§ **WORK TASK**
Please repeat the lines below exactly. Begin with the line containing "filename crates/blocktape-backend-audio/src/voices/mod.rs" and go on through the line containing "#[derive(Debug, Clone, Copy, PartialEq)]".

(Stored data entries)
▼
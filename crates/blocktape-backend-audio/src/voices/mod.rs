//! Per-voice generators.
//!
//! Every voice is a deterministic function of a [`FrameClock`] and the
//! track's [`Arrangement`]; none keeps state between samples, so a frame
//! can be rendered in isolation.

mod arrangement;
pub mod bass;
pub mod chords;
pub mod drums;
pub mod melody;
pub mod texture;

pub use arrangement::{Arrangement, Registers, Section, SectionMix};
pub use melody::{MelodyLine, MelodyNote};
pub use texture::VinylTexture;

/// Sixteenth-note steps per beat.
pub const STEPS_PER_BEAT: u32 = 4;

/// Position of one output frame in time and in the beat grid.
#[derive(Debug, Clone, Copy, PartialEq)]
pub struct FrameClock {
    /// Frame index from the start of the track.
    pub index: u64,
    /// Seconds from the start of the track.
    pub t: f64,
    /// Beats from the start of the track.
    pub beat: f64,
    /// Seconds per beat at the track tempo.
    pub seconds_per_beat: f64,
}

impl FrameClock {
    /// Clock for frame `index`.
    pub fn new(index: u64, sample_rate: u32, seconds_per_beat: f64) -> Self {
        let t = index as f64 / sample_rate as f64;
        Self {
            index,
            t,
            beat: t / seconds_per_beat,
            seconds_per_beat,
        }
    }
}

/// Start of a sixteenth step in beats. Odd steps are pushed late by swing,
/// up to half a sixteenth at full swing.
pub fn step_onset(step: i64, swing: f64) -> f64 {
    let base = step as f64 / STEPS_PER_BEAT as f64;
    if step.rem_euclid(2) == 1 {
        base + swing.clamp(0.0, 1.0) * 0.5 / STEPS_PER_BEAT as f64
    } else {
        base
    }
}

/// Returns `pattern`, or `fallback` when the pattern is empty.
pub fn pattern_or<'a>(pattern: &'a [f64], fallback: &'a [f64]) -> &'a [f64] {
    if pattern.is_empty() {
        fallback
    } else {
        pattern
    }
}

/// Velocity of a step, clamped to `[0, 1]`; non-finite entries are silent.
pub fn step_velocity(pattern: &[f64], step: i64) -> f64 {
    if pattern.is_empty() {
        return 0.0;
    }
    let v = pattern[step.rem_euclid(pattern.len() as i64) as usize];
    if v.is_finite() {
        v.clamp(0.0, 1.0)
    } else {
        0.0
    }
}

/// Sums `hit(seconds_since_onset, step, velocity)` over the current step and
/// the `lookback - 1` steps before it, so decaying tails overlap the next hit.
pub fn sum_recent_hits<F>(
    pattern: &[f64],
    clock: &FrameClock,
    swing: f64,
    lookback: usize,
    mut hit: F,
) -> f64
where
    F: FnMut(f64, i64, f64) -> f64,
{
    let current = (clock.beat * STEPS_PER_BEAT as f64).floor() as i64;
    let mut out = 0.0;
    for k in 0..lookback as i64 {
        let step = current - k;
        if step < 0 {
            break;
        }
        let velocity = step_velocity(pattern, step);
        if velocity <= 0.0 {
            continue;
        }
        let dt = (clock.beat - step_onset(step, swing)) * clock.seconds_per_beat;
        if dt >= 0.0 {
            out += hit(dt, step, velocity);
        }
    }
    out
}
▲
▼
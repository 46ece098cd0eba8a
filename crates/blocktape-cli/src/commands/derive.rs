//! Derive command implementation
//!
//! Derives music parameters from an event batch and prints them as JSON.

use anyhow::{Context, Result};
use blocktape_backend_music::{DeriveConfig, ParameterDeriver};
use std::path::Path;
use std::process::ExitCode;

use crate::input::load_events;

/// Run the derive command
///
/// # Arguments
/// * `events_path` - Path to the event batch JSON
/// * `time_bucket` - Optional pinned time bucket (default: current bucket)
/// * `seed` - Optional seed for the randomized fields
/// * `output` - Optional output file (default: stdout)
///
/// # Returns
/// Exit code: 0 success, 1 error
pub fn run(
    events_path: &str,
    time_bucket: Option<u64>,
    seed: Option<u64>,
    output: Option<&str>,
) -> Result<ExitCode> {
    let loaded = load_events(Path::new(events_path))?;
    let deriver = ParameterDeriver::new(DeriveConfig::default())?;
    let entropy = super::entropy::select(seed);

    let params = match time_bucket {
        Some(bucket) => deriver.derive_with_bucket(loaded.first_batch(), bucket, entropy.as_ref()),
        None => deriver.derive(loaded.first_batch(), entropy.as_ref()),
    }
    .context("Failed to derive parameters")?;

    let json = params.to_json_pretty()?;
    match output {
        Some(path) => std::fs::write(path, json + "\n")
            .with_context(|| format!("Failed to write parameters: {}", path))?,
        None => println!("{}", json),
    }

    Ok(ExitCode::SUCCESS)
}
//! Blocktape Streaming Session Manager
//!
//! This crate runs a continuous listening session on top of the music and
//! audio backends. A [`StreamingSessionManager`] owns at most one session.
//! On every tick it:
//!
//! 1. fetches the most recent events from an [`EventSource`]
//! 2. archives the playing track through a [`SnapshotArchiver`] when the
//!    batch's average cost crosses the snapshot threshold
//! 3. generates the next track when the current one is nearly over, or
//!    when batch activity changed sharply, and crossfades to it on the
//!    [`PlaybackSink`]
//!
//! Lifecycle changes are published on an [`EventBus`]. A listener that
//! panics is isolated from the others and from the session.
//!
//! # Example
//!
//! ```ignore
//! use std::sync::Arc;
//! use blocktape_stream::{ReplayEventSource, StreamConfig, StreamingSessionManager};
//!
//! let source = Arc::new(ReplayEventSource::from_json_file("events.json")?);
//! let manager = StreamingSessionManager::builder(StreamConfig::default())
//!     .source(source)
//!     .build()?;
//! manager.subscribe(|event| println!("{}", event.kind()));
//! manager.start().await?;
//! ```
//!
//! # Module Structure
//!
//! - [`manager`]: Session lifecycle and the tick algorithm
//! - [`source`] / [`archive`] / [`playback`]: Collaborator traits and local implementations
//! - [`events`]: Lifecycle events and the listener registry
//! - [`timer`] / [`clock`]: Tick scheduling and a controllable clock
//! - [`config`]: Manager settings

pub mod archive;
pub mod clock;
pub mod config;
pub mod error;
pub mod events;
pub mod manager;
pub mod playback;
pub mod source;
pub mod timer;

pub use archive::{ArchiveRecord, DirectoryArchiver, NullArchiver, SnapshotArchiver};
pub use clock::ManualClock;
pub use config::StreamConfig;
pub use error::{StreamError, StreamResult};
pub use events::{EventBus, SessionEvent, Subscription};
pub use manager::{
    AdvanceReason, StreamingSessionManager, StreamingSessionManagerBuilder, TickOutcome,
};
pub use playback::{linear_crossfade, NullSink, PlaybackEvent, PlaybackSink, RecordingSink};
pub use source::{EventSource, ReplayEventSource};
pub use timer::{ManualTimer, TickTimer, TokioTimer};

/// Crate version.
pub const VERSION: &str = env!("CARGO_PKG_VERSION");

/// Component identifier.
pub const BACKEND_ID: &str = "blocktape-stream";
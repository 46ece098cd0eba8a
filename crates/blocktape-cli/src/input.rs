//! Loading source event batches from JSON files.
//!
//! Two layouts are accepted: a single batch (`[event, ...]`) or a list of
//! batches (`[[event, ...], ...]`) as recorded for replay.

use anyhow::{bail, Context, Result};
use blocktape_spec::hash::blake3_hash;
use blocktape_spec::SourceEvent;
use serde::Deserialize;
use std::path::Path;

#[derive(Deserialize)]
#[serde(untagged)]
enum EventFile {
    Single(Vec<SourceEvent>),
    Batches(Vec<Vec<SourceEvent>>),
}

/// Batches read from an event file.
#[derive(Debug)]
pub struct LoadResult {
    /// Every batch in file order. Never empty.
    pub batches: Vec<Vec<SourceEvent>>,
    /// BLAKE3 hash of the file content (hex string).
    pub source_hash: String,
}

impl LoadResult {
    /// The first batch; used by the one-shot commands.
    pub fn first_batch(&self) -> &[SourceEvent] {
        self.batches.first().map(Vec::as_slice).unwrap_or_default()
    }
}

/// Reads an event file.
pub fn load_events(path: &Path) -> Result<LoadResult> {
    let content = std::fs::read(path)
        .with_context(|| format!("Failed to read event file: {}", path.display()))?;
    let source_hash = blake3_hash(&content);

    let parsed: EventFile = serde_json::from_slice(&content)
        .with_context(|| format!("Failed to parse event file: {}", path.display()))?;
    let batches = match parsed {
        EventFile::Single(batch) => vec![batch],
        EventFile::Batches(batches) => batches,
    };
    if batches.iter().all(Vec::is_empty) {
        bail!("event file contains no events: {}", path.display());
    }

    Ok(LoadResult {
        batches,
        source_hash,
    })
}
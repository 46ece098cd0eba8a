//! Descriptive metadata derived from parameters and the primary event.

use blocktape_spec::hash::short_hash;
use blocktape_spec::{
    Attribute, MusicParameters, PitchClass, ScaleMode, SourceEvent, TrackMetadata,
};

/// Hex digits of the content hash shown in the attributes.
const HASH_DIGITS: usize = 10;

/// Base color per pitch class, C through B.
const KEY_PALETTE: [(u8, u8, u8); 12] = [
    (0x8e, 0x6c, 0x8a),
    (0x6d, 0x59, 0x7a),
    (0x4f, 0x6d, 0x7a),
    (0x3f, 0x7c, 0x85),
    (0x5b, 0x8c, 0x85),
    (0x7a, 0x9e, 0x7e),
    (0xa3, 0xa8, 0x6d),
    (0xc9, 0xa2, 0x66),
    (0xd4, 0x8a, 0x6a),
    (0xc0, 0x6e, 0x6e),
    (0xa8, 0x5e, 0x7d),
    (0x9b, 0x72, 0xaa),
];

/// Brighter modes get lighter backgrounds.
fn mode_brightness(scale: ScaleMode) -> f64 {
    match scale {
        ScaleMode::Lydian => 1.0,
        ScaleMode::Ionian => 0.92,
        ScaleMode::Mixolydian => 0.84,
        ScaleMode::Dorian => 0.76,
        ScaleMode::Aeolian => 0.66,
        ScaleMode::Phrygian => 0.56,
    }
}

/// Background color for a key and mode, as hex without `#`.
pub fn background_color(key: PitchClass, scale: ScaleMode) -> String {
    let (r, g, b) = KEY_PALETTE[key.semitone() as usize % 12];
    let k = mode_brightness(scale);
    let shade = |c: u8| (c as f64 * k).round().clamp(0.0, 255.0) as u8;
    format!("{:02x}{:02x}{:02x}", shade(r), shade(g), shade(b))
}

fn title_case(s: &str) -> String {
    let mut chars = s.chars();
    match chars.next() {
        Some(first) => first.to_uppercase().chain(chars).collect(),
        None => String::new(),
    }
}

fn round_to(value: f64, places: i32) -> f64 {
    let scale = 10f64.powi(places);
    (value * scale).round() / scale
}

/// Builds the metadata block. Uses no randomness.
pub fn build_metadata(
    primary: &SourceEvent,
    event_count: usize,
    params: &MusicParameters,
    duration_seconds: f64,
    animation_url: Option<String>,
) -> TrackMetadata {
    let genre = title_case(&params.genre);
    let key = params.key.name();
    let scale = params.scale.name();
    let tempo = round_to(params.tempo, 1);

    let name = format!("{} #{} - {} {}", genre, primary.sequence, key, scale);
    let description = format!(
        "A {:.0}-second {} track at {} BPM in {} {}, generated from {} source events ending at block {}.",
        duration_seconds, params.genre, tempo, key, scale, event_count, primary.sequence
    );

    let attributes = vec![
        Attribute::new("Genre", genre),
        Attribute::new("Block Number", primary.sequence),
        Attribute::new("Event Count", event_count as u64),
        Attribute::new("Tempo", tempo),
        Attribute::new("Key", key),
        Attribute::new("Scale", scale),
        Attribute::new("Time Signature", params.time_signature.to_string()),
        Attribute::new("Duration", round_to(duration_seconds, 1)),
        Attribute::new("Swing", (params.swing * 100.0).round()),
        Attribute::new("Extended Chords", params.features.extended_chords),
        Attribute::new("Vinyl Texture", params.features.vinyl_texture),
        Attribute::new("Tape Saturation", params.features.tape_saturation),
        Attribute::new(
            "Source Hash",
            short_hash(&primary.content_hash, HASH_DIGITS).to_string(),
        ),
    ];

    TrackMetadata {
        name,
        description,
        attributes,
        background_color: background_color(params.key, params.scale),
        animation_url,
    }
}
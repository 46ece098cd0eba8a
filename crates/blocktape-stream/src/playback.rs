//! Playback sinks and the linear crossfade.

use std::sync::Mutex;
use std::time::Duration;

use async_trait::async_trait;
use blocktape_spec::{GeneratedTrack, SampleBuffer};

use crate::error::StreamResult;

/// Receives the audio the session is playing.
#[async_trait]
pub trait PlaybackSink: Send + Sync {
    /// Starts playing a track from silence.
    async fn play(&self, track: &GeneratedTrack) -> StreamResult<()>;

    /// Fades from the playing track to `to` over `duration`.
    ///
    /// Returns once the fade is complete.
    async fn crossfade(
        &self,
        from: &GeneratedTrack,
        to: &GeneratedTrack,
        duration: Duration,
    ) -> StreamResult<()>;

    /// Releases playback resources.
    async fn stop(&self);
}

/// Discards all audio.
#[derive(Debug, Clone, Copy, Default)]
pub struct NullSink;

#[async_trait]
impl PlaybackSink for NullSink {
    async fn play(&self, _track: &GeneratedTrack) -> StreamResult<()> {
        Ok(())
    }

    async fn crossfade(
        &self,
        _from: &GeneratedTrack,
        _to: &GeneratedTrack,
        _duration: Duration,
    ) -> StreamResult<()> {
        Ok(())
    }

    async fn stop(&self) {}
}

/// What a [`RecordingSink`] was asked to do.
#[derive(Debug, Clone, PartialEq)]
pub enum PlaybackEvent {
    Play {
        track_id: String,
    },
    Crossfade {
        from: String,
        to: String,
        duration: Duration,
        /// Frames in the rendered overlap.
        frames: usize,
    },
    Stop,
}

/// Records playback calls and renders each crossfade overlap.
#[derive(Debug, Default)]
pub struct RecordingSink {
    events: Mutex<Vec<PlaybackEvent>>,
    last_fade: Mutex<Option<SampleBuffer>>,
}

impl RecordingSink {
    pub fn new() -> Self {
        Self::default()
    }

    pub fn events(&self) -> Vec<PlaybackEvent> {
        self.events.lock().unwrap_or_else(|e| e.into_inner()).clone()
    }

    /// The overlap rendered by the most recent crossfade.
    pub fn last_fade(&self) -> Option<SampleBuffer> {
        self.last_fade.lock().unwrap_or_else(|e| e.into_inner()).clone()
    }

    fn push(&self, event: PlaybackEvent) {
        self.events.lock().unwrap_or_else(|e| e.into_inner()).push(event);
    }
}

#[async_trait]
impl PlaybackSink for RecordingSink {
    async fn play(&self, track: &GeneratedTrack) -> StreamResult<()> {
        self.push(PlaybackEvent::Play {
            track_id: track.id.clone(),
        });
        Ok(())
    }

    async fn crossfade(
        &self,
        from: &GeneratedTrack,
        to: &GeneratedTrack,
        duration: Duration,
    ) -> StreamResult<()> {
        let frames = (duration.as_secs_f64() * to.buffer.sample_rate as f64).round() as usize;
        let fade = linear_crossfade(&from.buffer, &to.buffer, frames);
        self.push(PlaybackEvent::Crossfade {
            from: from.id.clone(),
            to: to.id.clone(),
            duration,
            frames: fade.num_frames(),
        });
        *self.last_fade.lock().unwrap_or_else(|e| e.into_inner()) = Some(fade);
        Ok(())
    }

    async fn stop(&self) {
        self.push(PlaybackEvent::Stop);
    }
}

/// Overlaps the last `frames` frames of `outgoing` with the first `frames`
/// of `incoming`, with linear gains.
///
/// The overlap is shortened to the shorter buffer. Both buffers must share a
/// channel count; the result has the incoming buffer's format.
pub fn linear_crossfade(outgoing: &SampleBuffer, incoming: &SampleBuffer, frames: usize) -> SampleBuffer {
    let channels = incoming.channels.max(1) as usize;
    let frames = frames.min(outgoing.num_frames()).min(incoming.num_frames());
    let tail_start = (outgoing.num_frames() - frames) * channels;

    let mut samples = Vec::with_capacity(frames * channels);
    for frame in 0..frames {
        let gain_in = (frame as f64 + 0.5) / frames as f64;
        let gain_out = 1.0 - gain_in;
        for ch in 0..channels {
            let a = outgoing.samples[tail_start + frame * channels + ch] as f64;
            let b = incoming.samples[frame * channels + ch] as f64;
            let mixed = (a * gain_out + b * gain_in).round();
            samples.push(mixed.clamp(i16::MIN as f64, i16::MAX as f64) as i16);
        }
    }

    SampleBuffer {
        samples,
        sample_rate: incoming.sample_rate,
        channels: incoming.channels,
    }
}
▲
§ **YOUR SOLUTION**
filename crates/blocktape-backend-audio/src/voices/mod.rs
//! Per-voice generators.
//!
//! Every voice is a deterministic function of a [`FrameClock`] and the
//! track's [`Arrangement`]; none keeps state between samples, so a frame
//! can be rendered in isolation.

mod arrangement;
pub mod bass;
pub mod chords;
pub mod drums;
pub mod melody;
pub mod texture;

pub use arrangement::{Arrangement, Registers, Section, SectionMix};
pub use melody::{MelodyLine, MelodyNote};
pub use texture::VinylTexture;

/// Sixteenth-note steps per beat.
pub const STEPS_PER_BEAT: u32 = 4;

/// Position of one output frame in time and in the beat grid.
#[derive(Debug, Clone, Copy, PartialEq)]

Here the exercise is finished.